▸ **ASSIGNMENT**: The records that follow must be reproduced in full, exactly as written.

▸ **ENTRIES SHOWN**:
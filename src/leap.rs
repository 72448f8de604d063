// SPDX-License-Identifier: AGPL-3.0-or-later
// Copyright (C) 2026 Vallés Puig, Ramon

//! Revised Julian leap-year rule.
//!
//! A year is a leap year when it is divisible by 4, except century years,
//! which are leap years only when `year mod 900` is 200 or 600. Seven of
//! every nine centuries skip the leap day, so the pattern repeats exactly
//! every 900 years.

/// Returns `true` if `year` (astronomical numbering) is a leap year.
///
/// Negative years are reduced with a Euclidean remainder, so
/// `is_leap_year(y) == is_leap_year(y + 900)` holds for every `y`.
#[inline]
pub const fn is_leap_year(year: i32) -> bool {
    if year % 4 != 0 {
        return false;
    }
    if year % 100 != 0 {
        return true;
    }
    matches!(year.rem_euclid(900), 200 | 600)
}

/// Number of days in `year`: 366 for leap years, 365 otherwise.
#[inline]
pub const fn days_in_year(year: i32) -> u16 {
    if is_leap_year(year) {
        366
    } else {
        365
    }
}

▸ **SOLVED EXERCISE**:
filename src/leap.rs
repository 72448f8de604d063
// SPDX-License-Identifier: AGPL-3.0-or-later
// Copyright (C) 2026 Vallés Puig, Ramon

//! Revised Julian leap-year rule.
//!
//! A year is a leap year when it is divisible by 4, except century years,
//! which are leap years only when `year mod 900` is 200 or 600. Seven of
//! every nine centuries skip the leap day, so the pattern repeats exactly
//! every 900 years.

/// Returns `true` if `year` (astronomical numbering) is a leap year.
///
/// Negative years are reduced with a Euclidean remainder, so
/// `is_leap_year(y) == is_leap_year(y + 900)` holds for every `y`.
#[inline]
pub const fn is_leap_year(year: i32) -> bool {
    if year % 4 != 0 {
        return false;
    }
    if year % 100 != 0 {
        return true;
    }
    matches!(year.rem_euclid(900), 200 | 600)
}

/// Number of days in `year`: 366 for leap years, 365 otherwise.
#[inline]
pub const fn days_in_year(year: i32) -> u16 {
    if is_leap_year(year) {
        366
    } else {
        365
    }
}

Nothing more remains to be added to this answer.